//! Batched reads on a single chain
//!
//! Covers both dispatch strategies (aggregated and individual calls),
//! ordering, per-item failure capture and batch-level failures.

mod common;

use std::num::NonZeroUsize;
use std::time::Duration;

use alloy_dyn_abi::DynSolValue;
use omnicall::{BatchCallSpec, CallOutcome, ContractClient, EndpointError, Error, MulticallMode};

use common::*;

fn balance_spec(token: alloy_primitives::Address) -> BatchCallSpec {
    BatchCallSpec::new(token, "balanceOf", vec![DynSolValue::Address(HOLDER)])
}

fn supply_spec(token: alloy_primitives::Address) -> BatchCallSpec {
    BatchCallSpec::new(token, "totalSupply", vec![])
}

#[tokio::test]
async fn test_empty_batch_issues_no_rpc() {
    let endpoint = MockEndpoint::new(1).with_aggregation().shared();
    let client = ContractClient::new(token_abi(), endpoint.clone());

    let result = client.read_batch(vec![]).await.unwrap();

    assert!(result.is_empty());
    assert_eq!(result.chain_id.get(), 1);
    assert_eq!(endpoint.counters.total(), 0);
}

#[tokio::test]
async fn test_rpc_down_without_aggregation() {
    let abi = token_abi();
    let endpoint = MockEndpoint::new(1)
        .respond(
            calldata(&abi, "balanceOf", &[DynSolValue::Address(HOLDER)]),
            encoded_uint(1_500),
        )
        .fail(calldata(&abi, "totalSupply", &[]), EndpointError::new("rpc down"))
        .shared();
    let client = ContractClient::new(abi, endpoint.clone());

    let result = client
        .read_batch(vec![balance_spec(TOKEN_A), supply_spec(TOKEN_B)])
        .await
        .unwrap();

    assert_eq!(result.len(), 2);
    assert_eq!(result.results[0].value(), Some(&uint(1_500)));
    match &result.results[1] {
        CallOutcome::Failure(Error::Transport(err)) => assert_eq!(err.message(), "rpc down"),
        other => panic!("unexpected outcome: {:?}", other),
    }
    assert_eq!(Counters::get(&endpoint.counters.aggregate), 0);
    assert_eq!(Counters::get(&endpoint.counters.call), 2);

    let failures = result.failures();
    assert_eq!(failures.len(), 1);
    assert_eq!(failures[0].0.function, "totalSupply");
}

#[tokio::test]
async fn test_aggregated_batch_preserves_order() {
    let abi = token_abi();
    let mut endpoint = MockEndpoint::new(1).with_aggregation();
    let mut specs = Vec::new();
    for i in 0..5u8 {
        let holder = alloy_primitives::Address::repeat_byte(i + 1);
        let args = vec![DynSolValue::Address(holder)];
        endpoint = endpoint.respond(calldata(&abi, "balanceOf", &args), encoded_uint(i as u64 * 10));
        specs.push(BatchCallSpec::new(TOKEN_A, "balanceOf", args));
    }
    let endpoint = endpoint.shared();
    let client = ContractClient::new(abi, endpoint.clone());

    let result = client.read_batch(specs.clone()).await.unwrap();

    assert_eq!(Counters::get(&endpoint.counters.aggregate), 1);
    assert_eq!(Counters::get(&endpoint.counters.call), 0);
    assert_eq!(result.calls, specs);
    let values = result.into_values().unwrap();
    assert_eq!(values, (0..5).map(|i| uint(i * 10)).collect::<Vec<_>>());
}

#[tokio::test]
async fn test_individual_batch_preserves_order() {
    let abi = token_abi();
    let endpoint = MockEndpoint::new(1)
        .respond(calldata(&abi, "totalSupply", &[]), encoded_uint(9))
        .respond(
            calldata(&abi, "balanceOf", &[DynSolValue::Address(HOLDER)]),
            encoded_uint(3),
        )
        .shared();
    let client = ContractClient::new(abi, endpoint);

    let values = client
        .read_batch(vec![supply_spec(TOKEN_A), balance_spec(TOKEN_A), supply_spec(TOKEN_B)])
        .await
        .unwrap()
        .into_values()
        .unwrap();

    assert_eq!(values, vec![uint(9), uint(3), uint(9)]);
}

#[tokio::test]
async fn test_aggregated_item_revert_is_decoded() {
    let abi = token_abi();
    let endpoint = MockEndpoint::new(1)
        .with_aggregation()
        .respond(calldata(&abi, "totalSupply", &[]), encoded_uint(1))
        .fail(
            calldata(&abi, "balanceOf", &[DynSolValue::Address(HOLDER)]),
            reverted(insufficient_balance(0, 1)),
        )
        .shared();
    let client =
        ContractClient::new(abi.clone(), endpoint).with_decoder(omnicall::DecoderChain::for_abi(&abi));

    let result = client
        .read_batch(vec![supply_spec(TOKEN_A), balance_spec(TOKEN_A)])
        .await
        .unwrap();

    assert!(result.results[0].is_success());
    match result.results[1].error() {
        Some(Error::Contract(fault)) => assert!(fault.is("InsufficientBalance")),
        other => panic!("unexpected error: {:?}", other),
    }
    assert!(matches!(
        result.into_values(),
        Err(Error::PartialBatchFailure { failed: 1, total: 2, .. })
    ));
}

#[tokio::test]
async fn test_aggregated_item_revert_without_decoder_is_unrecognized() {
    let abi = token_abi();
    let endpoint = MockEndpoint::new(1)
        .with_aggregation()
        .fail(calldata(&abi, "totalSupply", &[]), reverted(vec![0x01, 0x02]))
        .shared();
    let client = ContractClient::new(abi, endpoint);

    let result = client.read_batch(vec![supply_spec(TOKEN_A)]).await.unwrap();

    match result.results[0].error() {
        Some(Error::Contract(fault)) => {
            assert_eq!(fault.reason, omnicall::RevertReason::Unrecognized);
            assert_eq!(fault.data.as_ref(), &[0x01, 0x02]);
        }
        other => panic!("unexpected error: {:?}", other),
    }
}

#[tokio::test]
async fn test_aggregate_transport_failure_fails_whole_batch() {
    let endpoint = MockEndpoint::new(137)
        .with_aggregation()
        .fail_aggregate(EndpointError::new("gateway timeout"))
        .shared();
    let client = ContractClient::new(token_abi(), endpoint);

    let err = client
        .read_batch(vec![supply_spec(TOKEN_A), supply_spec(TOKEN_B)])
        .await
        .unwrap_err();

    match err {
        Error::BatchRequestFailed {
            chain_id,
            call_count,
            source,
        } => {
            assert_eq!(chain_id.get(), 137);
            assert_eq!(call_count, 2);
            assert_eq!(source.message(), "gateway timeout");
        }
        other => panic!("unexpected error: {:?}", other),
    }
}

#[tokio::test]
async fn test_disabled_mode_skips_aggregation() {
    let abi = token_abi();
    let endpoint = MockEndpoint::new(1)
        .with_aggregation()
        .respond(calldata(&abi, "totalSupply", &[]), encoded_uint(1))
        .shared();
    let client = ContractClient::new(abi, endpoint.clone()).with_multicall(MulticallMode::Disabled);

    client
        .read_batch(vec![supply_spec(TOKEN_A), supply_spec(TOKEN_B)])
        .await
        .unwrap();

    assert_eq!(Counters::get(&endpoint.counters.aggregate), 0);
    assert_eq!(Counters::get(&endpoint.counters.call), 2);
}

#[tokio::test]
async fn test_chunked_mode_splits_requests() {
    let abi = token_abi();
    let endpoint = MockEndpoint::new(1)
        .with_aggregation()
        .respond(calldata(&abi, "totalSupply", &[]), encoded_uint(5))
        .shared();
    let client = ContractClient::new(abi, endpoint.clone())
        .with_multicall(MulticallMode::Chunked(NonZeroUsize::new(2).unwrap()));

    let specs: Vec<_> = (0..5).map(|_| supply_spec(TOKEN_A)).collect();
    let result = client.read_batch(specs).await.unwrap();

    assert_eq!(result.len(), 5);
    assert!(result.is_complete());
    let mut sizes = endpoint.aggregate_sizes.lock().unwrap().clone();
    sizes.sort_unstable();
    assert_eq!(sizes, vec![1, 2, 2]);
}

#[tokio::test]
async fn test_unencodable_item_fails_alone() {
    let abi = token_abi();
    let endpoint = MockEndpoint::new(1)
        .with_aggregation()
        .respond(calldata(&abi, "totalSupply", &[]), encoded_uint(5))
        .shared();
    let client = ContractClient::new(abi, endpoint.clone());

    let result = client
        .read_batch(vec![
            BatchCallSpec::new(TOKEN_A, "mint", vec![]),
            supply_spec(TOKEN_A),
        ])
        .await
        .unwrap();

    assert!(matches!(result.results[0].error(), Some(Error::Abi(_))));
    assert_eq!(result.results[1].value(), Some(&uint(5)));
    assert_eq!(endpoint.aggregate_sizes.lock().unwrap().clone(), vec![1]);
}

#[tokio::test]
async fn test_read_propagates_transport_error_unchanged() {
    let abi = token_abi();
    let endpoint = MockEndpoint::new(1)
        .fail(calldata(&abi, "totalSupply", &[]), reverted(insufficient_balance(1, 2)))
        .shared();
    let client =
        ContractClient::new(abi.clone(), endpoint).with_decoder(omnicall::DecoderChain::for_abi(&abi));

    let err = client.read(TOKEN_A, "totalSupply", &[]).await.unwrap_err();

    match err {
        Error::Transport(err) => assert!(err.find_revert_data().is_some()),
        other => panic!("unexpected error: {:?}", other),
    }
}

#[tokio::test]
async fn test_revert_is_classified_the_same_on_both_paths() {
    let abi = token_abi();
    let mut kinds = Vec::new();

    for aggregation in [true, false] {
        let mut endpoint = MockEndpoint::new(1).fail(
            calldata(&abi, "totalSupply", &[]),
            reverted(insufficient_balance(0, 1)),
        );
        if aggregation {
            endpoint = endpoint.with_aggregation();
        }
        let endpoint = endpoint.shared();
        let client = ContractClient::new(abi.clone(), endpoint.clone())
            .with_decoder(omnicall::DecoderChain::for_abi(&abi));

        let result = client.read_batch(vec![supply_spec(TOKEN_A)]).await.unwrap();

        assert_eq!(Counters::get(&endpoint.counters.aggregate), aggregation as usize);
        match result.results[0].error() {
            Some(Error::Contract(fault)) => kinds.push(fault.name().map(str::to_string)),
            other => panic!("aggregation={}: unexpected error {:?}", aggregation, other),
        }
    }

    assert_eq!(
        kinds,
        vec![Some("InsufficientBalance".to_string()), Some("InsufficientBalance".to_string())]
    );
}

#[tokio::test]
async fn test_individual_revert_without_decoder_is_unrecognized() {
    let abi = token_abi();
    let endpoint = MockEndpoint::new(1)
        .fail(calldata(&abi, "totalSupply", &[]), reverted(vec![0x01, 0x02]))
        .shared();
    let client = ContractClient::new(abi, endpoint);

    let result = client.read_batch(vec![supply_spec(TOKEN_A)]).await.unwrap();

    match result.results[0].error() {
        Some(Error::Contract(fault)) => {
            assert_eq!(fault.reason, omnicall::RevertReason::Unrecognized);
            assert_eq!(fault.data.as_ref(), &[0x01, 0x02]);
        }
        other => panic!("unexpected error: {:?}", other),
    }
}

#[tokio::test(start_paused = true)]
async fn test_individual_calls_run_concurrently() {
    let abi = token_abi();
    let endpoint = MockEndpoint::new(1)
        .respond(calldata(&abi, "totalSupply", &[]), encoded_uint(1))
        .with_delay(Duration::from_millis(100))
        .shared();
    let client = ContractClient::new(abi, endpoint.clone());

    let started = tokio::time::Instant::now();
    let result = client
        .read_batch((0..5).map(|_| supply_spec(TOKEN_A)).collect())
        .await
        .unwrap();
    let elapsed = started.elapsed();

    assert!(result.is_complete());
    assert_eq!(Counters::get(&endpoint.counters.call), 5);
    // Five sequential calls would take 500ms
    assert!(elapsed < Duration::from_millis(200), "took {:?}", elapsed);
}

# TASK DETAILS:
From the records above, print exactly the lines that run from the line with "assert_eq!(result.chain_id.get(), 1);" to the line with "async fn test_individual_batch_preserves_order()", inclusive.

# ANSWER SPACE:
    assert_eq!(result.chain_id.get(), 1);
    assert_eq!(endpoint.counters.total(), 0);
}

#[tokio::test]
async fn test_rpc_down_without_aggregation() {
    let abi = token_abi();
    let endpoint = MockEndpoint::new(1)
        .respond(
            calldata(&abi, "balanceOf", &[DynSolValue::Address(HOLDER)]),
            encoded_uint(1_500),
        )
        .fail(calldata(&abi, "totalSupply", &[]), EndpointError::new("rpc down"))
        .shared();
    let client = ContractClient::new(abi, endpoint.clone());

    let result = client
        .read_batch(vec![balance_spec(TOKEN_A), supply_spec(TOKEN_B)])
        .await
        .unwrap();

    assert_eq!(result.len(), 2);
    assert_eq!(result.results[0].value(), Some(&uint(1_500)));
    match &result.results[1] {
        CallOutcome::Failure(Error::Transport(err)) => assert_eq!(err.message(), "rpc down"),
        other => panic!("unexpected outcome: {:?}", other),
    }
    assert_eq!(Counters::get(&endpoint.counters.aggregate), 0);
    assert_eq!(Counters::get(&endpoint.counters.call), 2);

    let failures = result.failures();
    assert_eq!(failures.len(), 1);
    assert_eq!(failures[0].0.function, "totalSupply");
}

#[tokio::test]
async fn test_aggregated_batch_preserves_order() {
    let abi = token_abi();
    let mut endpoint = MockEndpoint::new(1).with_aggregation();
    let mut specs = Vec::new();
    for i in 0..5u8 {
        let holder = alloy_primitives::Address::repeat_byte(i + 1);
        let args = vec![DynSolValue::Address(holder)];
        endpoint = endpoint.respond(calldata(&abi, "balanceOf", &args), encoded_uint(i as u64 * 10));
        specs.push(BatchCallSpec::new(TOKEN_A, "balanceOf", args));
    }
    let endpoint = endpoint.shared();
    let client = ContractClient::new(abi, endpoint.clone());

    let result = client.read_batch(specs.clone()).await.unwrap();

    assert_eq!(Counters::get(&endpoint.counters.aggregate), 1);
    assert_eq!(Counters::get(&endpoint.counters.call), 0);
    assert_eq!(result.calls, specs);
    let values = result.into_values().unwrap();
    assert_eq!(values, (0..5).map(|i| uint(i * 10)).collect::<Vec<_>>());
}

#[tokio::test]
async fn test_individual_batch_preserves_order() {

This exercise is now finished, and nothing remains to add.